_TASK REQUIREMENTS_
Would you restate word for word the lines of the listing, beginning at the first and ending with the line that holds "let decoded = self.decoder.decode_bytes(&artifact)?;"?

■ ■ ■ ■ ■

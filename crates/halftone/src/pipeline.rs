//! Compress/decompress orchestration behind a single handle

use crate::quality::quality;
use halftone_color::grid_to_luminance;
use halftone_core::*;
use halftone_decoder::{DecodedImage, DecoderOptions, HalftoneDecoder};
use halftone_encoder::{CompressionStats, EncoderOptions, HalftoneEncoder};
use halftone_transform::QuantPreset;

/// Outcome of compressing and immediately decompressing an image
#[derive(Debug, Clone)]
pub struct RoundTrip {
    pub artifact: Vec<u8>,
    pub stats: CompressionStats,
    pub decoded: DecodedImage,
    /// [`quality`] of the reconstruction against the source luminance
    pub quality: f64,
}

/// An encoder and a decoder configured with the same quantization preset
#[derive(Debug, Clone, Default)]
pub struct Pipeline {
    encoder: HalftoneEncoder,
    decoder: HalftoneDecoder,
}

impl Pipeline {
    pub fn new(preset: QuantPreset) -> Self {
        Self {
            encoder: HalftoneEncoder::new(EncoderOptions::default().quant_preset(preset)),
            decoder: HalftoneDecoder::new(DecoderOptions::default().quant_preset(preset)),
        }
    }

    /// Separate options for both halves. Presets must agree for the output to
    /// make sense; headerless encoding needs decoder dimensions.
    pub fn with_options(encoder: EncoderOptions, decoder: DecoderOptions) -> Self {
        Self {
            encoder: HalftoneEncoder::new(encoder),
            decoder: HalftoneDecoder::new(decoder),
        }
    }

    pub fn encoder(&self) -> &HalftoneEncoder {
        &self.encoder
    }

    pub fn decoder(&self) -> &HalftoneDecoder {
        &self.decoder
    }

    /// Source luminance as the encoder sees it (truncated to whole tiles)
    pub fn luminance(&self, image: &PixelGrid) -> ComplexMatrix {
        grid_to_luminance(image)
    }

    pub fn compress(&self, image: &PixelGrid) -> CodecResult<Vec<u8>> {
        self.encoder.compress(image)
    }

    pub fn decompress(&self, artifact: &[u8]) -> CodecResult<DecodedImage> {
        self.decoder.decode_bytes(artifact)
    }

    pub fn round_trip(&self, image: &PixelGrid) -> CodecResult<RoundTrip> {
        let (artifact, stats) = self.encoder.compress_with_stats(image)?;
        let decoded = self.decoder.decode_bytes(&artifact)?;
        let quality = quality(&self.luminance(image), &decoded.luminance);
        Ok(RoundTrip {
            artifact,
            stats,
            decoded,
            quality,
        })
    }
}

#[cfg(test)]
mod tests {
    use super::*;

    #[test]
    fn test_round_trip_reports_quality() {
        let mut image = PixelGrid::filled(Dimensions::new(24, 16), Rgb::gray(0)).unwrap();
        for y in 0..16 {
            for x in 0..24 {
                image.set_pixel(x, y, Rgb::gray((x * 8 + y * 3) as u8));
            }
        }

        let result = Pipeline::new(QuantPreset::Standard).round_trip(&image).unwrap();
        assert_eq!(result.stats.artifact_bytes, result.artifact.len());
        assert!(result.decoded.status.is_complete());
        assert!(result.quality >= 0.0);
        assert!(result.quality < 0.05);
    }

    #[test]
    fn test_presets_must_match() {
        let image = PixelGrid::filled(Dimensions::new(8, 8), Rgb::gray(200)).unwrap();
        let mismatched = Pipeline::with_options(
            EncoderOptions::default().quant_preset(QuantPreset::Standard),
            DecoderOptions::default().quant_preset(QuantPreset::Custom),
        );
        let decoded = mismatched.decompress(&mismatched.compress(&image).unwrap()).unwrap();
        // DC divisor 16 on the way in, 3 on the way out
        assert!((decoded.luminance.re(0, 0) - 200.0 * 3.0 / 16.0).abs() < 1e-6);
    }
}
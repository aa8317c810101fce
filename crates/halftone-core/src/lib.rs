//! Core types and utilities for the halftone codec
//!
//! This crate provides the fundamental data structures shared by every stage of the
//! pipeline: the complex coefficient matrix, the input pixel grid, dimensions and
//! the common error type.

pub mod consts;
pub mod error;
pub mod image;
pub mod matrix;
pub mod types;

pub use error::{CodecError, CodecResult};
pub use image::*;
pub use matrix::*;
pub use num_complex::Complex64;
pub use types::*;
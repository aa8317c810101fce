//! Word-aligned bitstream writer

use bitvec::prelude::*;
use byteorder::{BigEndian, WriteBytesExt};
use halftone_core::consts::{MAX_FLUSH_THRESHOLD, WORD_BITS};
use halftone_core::{CodecError, CodecResult};
use std::io::Write;

/// Validate a flush threshold: a positive multiple of the word width
pub fn validate_flush_threshold(flush_threshold: usize) -> CodecResult<()> {
    if flush_threshold == 0
        || flush_threshold % WORD_BITS != 0
        || flush_threshold > MAX_FLUSH_THRESHOLD
    {
        return Err(CodecError::InvalidParameter(format!(
            "flush threshold {} must be a positive multiple of {} bits, at most {}",
            flush_threshold, WORD_BITS, MAX_FLUSH_THRESHOLD
        )));
    }
    Ok(())
}

/// Packs variable-length codes MSB-first into 32-bit big-endian words
///
/// Bits accumulate in a pending buffer; once it holds more than
/// `flush_threshold` bits every complete word is emitted and the remainder is
/// kept. [`WordWriter::finish`] pads the tail with zero bits to a whole word.
pub struct WordWriter<W: Write> {
    writer: W,
    pending: BitVec<u8, Msb0>,
    flush_threshold: usize,
    bits_written: u64,
    words_written: usize,
}

impl<W: Write> WordWriter<W> {
    pub fn new(writer: W, flush_threshold: usize) -> CodecResult<Self> {
        validate_flush_threshold(flush_threshold)?;
        Ok(Self {
            writer,
            pending: BitVec::with_capacity(flush_threshold + WORD_BITS),
            flush_threshold,
            bits_written: 0,
            words_written: 0,
        })
    }

    /// Append a code to the stream
    pub fn write_code(&mut self, code: &BitSlice<u8, Msb0>) -> CodecResult<()> {
        self.pending.extend_from_bitslice(code);
        self.bits_written += code.len() as u64;
        self.flush_over_threshold()
    }

    /// Append a single bit
    pub fn write_bit(&mut self, bit: bool) -> CodecResult<()> {
        self.pending.push(bit);
        self.bits_written += 1;
        self.flush_over_threshold()
    }

    fn flush_over_threshold(&mut self) -> CodecResult<()> {
        if self.pending.len() > self.flush_threshold {
            self.emit_full_words()?;
        }
        Ok(())
    }

    fn emit_full_words(&mut self) -> CodecResult<()> {
        while self.pending.len() >= WORD_BITS {
            let word = self
                .pending
                .drain(..WORD_BITS)
                .fold(0u32, |acc, bit| (acc << 1) | bit as u32);
            self.writer.write_u32::<BigEndian>(word)?;
            self.words_written += 1;
        }
        Ok(())
    }

    /// Code bits written so far, padding excluded
    pub fn bits_written(&self) -> u64 {
        self.bits_written
    }

    pub fn words_written(&self) -> usize {
        self.words_written
    }

    /// Pad the last partial word with zeros, emit it, flush and hand back the writer
    pub fn finish(mut self) -> CodecResult<W> {
        let remainder = self.pending.len() % WORD_BITS;
        if remainder != 0 {
            let padded = self.pending.len() + WORD_BITS - remainder;
            self.pending.resize(padded, false);
        }
        self.emit_full_words()?;
        self.writer.flush()?;
        Ok(self.writer)
    }
}

#[cfg(test)]
mod tests {
    use super::*;

    #[test]
    fn test_write_bits_msb_first() {
        let mut writer = WordWriter::new(Vec::new(), WORD_BITS).unwrap();
        writer.write_code(bits![u8, Msb0; 1, 0, 1, 0]).unwrap();
        writer.write_code(bits![u8, Msb0; 1, 1, 0, 0, 1, 1, 0, 0]).unwrap();
        assert_eq!(writer.bits_written(), 12);
        let output = writer.finish().unwrap();

        assert_eq!(output, vec![0b1010_1100, 0b1100_0000, 0, 0]);
    }

    #[test]
    fn test_write_bit() {
        let mut writer = WordWriter::new(Vec::new(), WORD_BITS).unwrap();
        for i in 0..33 {
            writer.write_bit(i % 2 == 1).unwrap();
        }
        assert_eq!(writer.words_written(), 1);
        let output = writer.finish().unwrap();
        assert_eq!(output, vec![0x55, 0x55, 0x55, 0x55, 0, 0, 0, 0]);
    }

    #[test]
    fn test_empty_stream_emits_nothing() {
        let writer = WordWriter::new(Vec::new(), WORD_BITS).unwrap();
        assert!(writer.finish().unwrap().is_empty());
    }

    #[test]
    fn test_threshold_does_not_change_output() {
        let codes: Vec<BitVec<u8, Msb0>> = (0..200u32)
            .map(|i| (0..(i % 7 + 1)).map(|b| (i >> b) & 1 == 1).collect())
            .collect();

        let encode = |threshold| {
            let mut writer = WordWriter::new(Vec::new(), threshold).unwrap();
            for code in &codes {
                writer.write_code(code).unwrap();
            }
            writer.finish().unwrap()
        };

        let reference = encode(32);
        assert_eq!(encode(64), reference);
        assert_eq!(encode(4096), reference);
    }

    #[test]
    fn test_invalid_threshold() {
        for threshold in [0, 8, 33] {
            assert!(matches!(
                WordWriter::new(Vec::new(), threshold),
                Err(CodecError::InvalidParameter(_))
            ));
        }
    }
}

■ ■ ■ ■ ■

_SOLUTION TO THE PROBLEM_
filename crates/halftone/src/pipeline.rs
//! Compress/decompress orchestration behind a single handle

use crate::quality::quality;
use halftone_color::grid_to_luminance;
use halftone_core::*;
use halftone_decoder::{DecodedImage, DecoderOptions, HalftoneDecoder};
use halftone_encoder::{CompressionStats, EncoderOptions, HalftoneEncoder};
use halftone_transform::QuantPreset;

/// Outcome of compressing and immediately decompressing an image
#[derive(Debug, Clone)]
pub struct RoundTrip {
    pub artifact: Vec<u8>,
    pub stats: CompressionStats,
    pub decoded: DecodedImage,
    /// [`quality`] of the reconstruction against the source luminance
    pub quality: f64,
}

/// An encoder and a decoder configured with the same quantization preset
#[derive(Debug, Clone, Default)]
pub struct Pipeline {
    encoder: HalftoneEncoder,
    decoder: HalftoneDecoder,
}

impl Pipeline {
    pub fn new(preset: QuantPreset) -> Self {
        Self {
            encoder: HalftoneEncoder::new(EncoderOptions::default().quant_preset(preset)),
            decoder: HalftoneDecoder::new(DecoderOptions::default().quant_preset(preset)),
        }
    }

    /// Separate options for both halves. Presets must agree for the output to
    /// make sense; headerless encoding needs decoder dimensions.
    pub fn with_options(encoder: EncoderOptions, decoder: DecoderOptions) -> Self {
        Self {
            encoder: HalftoneEncoder::new(encoder),
            decoder: HalftoneDecoder::new(decoder),
        }
    }

    pub fn encoder(&self) -> &HalftoneEncoder {
        &self.encoder
    }

    pub fn decoder(&self) -> &HalftoneDecoder {
        &self.decoder
    }

    /// Source luminance as the encoder sees it (truncated to whole tiles)
    pub fn luminance(&self, image: &PixelGrid) -> ComplexMatrix {
        grid_to_luminance(image)
    }

    pub fn compress(&self, image: &PixelGrid) -> CodecResult<Vec<u8>> {
        self.encoder.compress(image)
    }

    pub fn decompress(&self, artifact: &[u8]) -> CodecResult<DecodedImage> {
        self.decoder.decode_bytes(artifact)
    }

    pub fn round_trip(&self, image: &PixelGrid) -> CodecResult<RoundTrip> {
        let (artifact, stats) = self.encoder.compress_with_stats(image)?;
        let decoded = self.decoder.decode_bytes(&artifact)?;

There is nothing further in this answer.